The Loxicha prisoners have exhausted their legal options within the Mexican court system. On May 6, 2013, Alvaro Sebastián filed a complaint with the Inter-American Human Rights Commission in the hopes that the Inter-American Human Rights Court will hear his case. Because the Mexican government is legally required to abide by all Inter-American Human Rights Court verdicts, a favorable verdict is his only remaining legal recourse.
However, Sebastián and his supporters, known as the Voice of the Zapotec Xiches Collective, are not idly waiting for the Inter-American Commission to review his case.

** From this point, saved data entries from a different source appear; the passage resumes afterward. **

//! Client-side chat state: conversations, presence, typing and the direct
//! chat roster, behind a shared handle that broadcasts what changed.

pub mod handle;
pub mod state;

pub use handle::ChatStoreHandle;
pub use state::{ActiveChat, ChatStore, InsertOutcome, LoadStatus, StoreChange, TYPING_TIMEOUT};
use std::time::Duration;

use rand::Rng;

/// Default timeout applied to every acknowledged command.
pub const DEFAULT_ACK_TIMEOUT: Duration = Duration::from_secs(15);

#[derive(Debug, Clone)]
pub struct GatewayConfig {
    /// Base URL of the chat server, e.g. `https://chat.example.org`.
    pub server_url: String,
    pub connect_timeout: Duration,
    pub join_timeout: Duration,
    /// `None` waits for acknowledgements indefinitely.
    pub ack_timeout: Option<Duration>,
    pub reconnect: ReconnectPolicy,
    /// Sweep interval for expired typing entries.
    pub typing_sweep_interval: Duration,
}

impl Default for GatewayConfig {
    fn default() -> Self {
        Self {
            server_url: "http://localhost:3000".to_string(),
            connect_timeout: Duration::from_secs(30),
            join_timeout: Duration::from_secs(10),
            ack_timeout: Some(DEFAULT_ACK_TIMEOUT),
            reconnect: ReconnectPolicy::default(),
            typing_sweep_interval: Duration::from_millis(500),
        }
    }
}

impl GatewayConfig {
    pub fn new(server_url: impl Into<String>) -> Self {
        Self {
            server_url: server_url.into(),
            ..Self::default()
        }
    }

    /// Engine.IO websocket endpoint on the default Socket.IO path.
    pub fn socket_url(&self) -> String {
        let base = self.server_url.trim_end_matches('/');
        let base = if let Some(rest) = base.strip_prefix("https://") {
            format!("wss://{rest}")
        } else if let Some(rest) = base.strip_prefix("http://") {
            format!("ws://{rest}")
        } else {
            base.to_string()
        };
        format!("{base}/socket.io/?EIO=4&transport=websocket")
    }
}

/// Backoff between reconnection attempts after an unexpected drop.
#[derive(Debug, Clone)]
pub struct ReconnectPolicy {
    pub enabled: bool,
    pub initial_delay: Duration,
    pub max_delay: Duration,
    /// Fraction of the delay randomized in either direction.
    pub jitter: f64,
    /// `None` keeps trying forever.
    pub max_attempts: Option<u32>,
}

impl Default for ReconnectPolicy {
    fn default() -> Self {
        Self {
            enabled: true,
            initial_delay: Duration::from_secs(1),
            max_delay: Duration::from_secs(5),
            jitter: 0.5,
            max_attempts: None,
        }
    }
}

impl ReconnectPolicy {
    pub fn disabled() -> Self {
        Self {
            enabled: false,
            ..Self::default()
        }
    }

    /// Delay before the given attempt (0-based).
    pub fn delay(&self, attempt: u32) -> Duration {
        let base = self
            .initial_delay
            .saturating_mul(2u32.saturating_pow(attempt))
            .min(self.max_delay);
        if self.jitter <= 0.0 {
            return base;
        }
        let factor = 1.0 + rand::rng().random_range(-self.jitter..=self.jitter);
        base.mul_f64(factor.max(0.0)).min(self.max_delay)
    }

    pub fn allows(&self, attempt: u32) -> bool {
        self.enabled && self.max_attempts.is_none_or(|max| attempt < max)
    }
}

They believe political pressure from civil society will ultimately free Sebastián and the other Loxicha prisoners.
Sebastián has followed in the footsteps of other high-profile indigenous political prisoners and publicly declared his support for the Zapatistas. During his tour of Mexico in 2006, the Zapatistas’ Subcomandante Marcos appealed to supporters to create a national campaign for the liberation of the country’s political prisoners. Since then, dozens of indigenous political prisoners and their supporters, particularly in the Zapatistas’ home state of Chiapas, have united under the Zapatista banner to agitate for their freedom.
The strategy gives political prisoners access to the Zapatistas’ supporters around the world. The resulting political pressure has forced the government to release dozens of imprisoned Zapatista supporters, including Gloria Arenas and her husband Jacobo Silva Nogales, both former commanders of the Guerrero-based Revolutionary Army of the Insurgente People (ERPI).